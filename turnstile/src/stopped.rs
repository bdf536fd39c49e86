/// Returned when a command is issued to a runtime which has stopped.
#[derive(Debug, Clone, Copy, PartialEq, Eq, thiserror::Error)]
#[error("the runtime has stopped")]
pub struct Stopped;
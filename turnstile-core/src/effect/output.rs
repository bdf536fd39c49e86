use crate::{Token, Value};

/// A message for an actor outside the local domain.
///
/// Outputs are handed to the transport only once the effect which produced
/// them has been committed without an exception.
#[derive(Debug, Clone, PartialEq, serde::Serialize, serde::Deserialize)]
pub struct Output {
    pub address: Token,
    pub message: Value,
}

impl Output {
    /// The message in its wire form.
    pub fn content(&self) -> Result<String, crate::MarshalError> {
        crate::marshal::encode(&self.message)
    }
}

════

### Activity
Find each line of the data above that holds the word "turnstile", then copy it.

### Solution
filename turnstile/src/stopped.rs
filename turnstile-core/src/effect/output.rs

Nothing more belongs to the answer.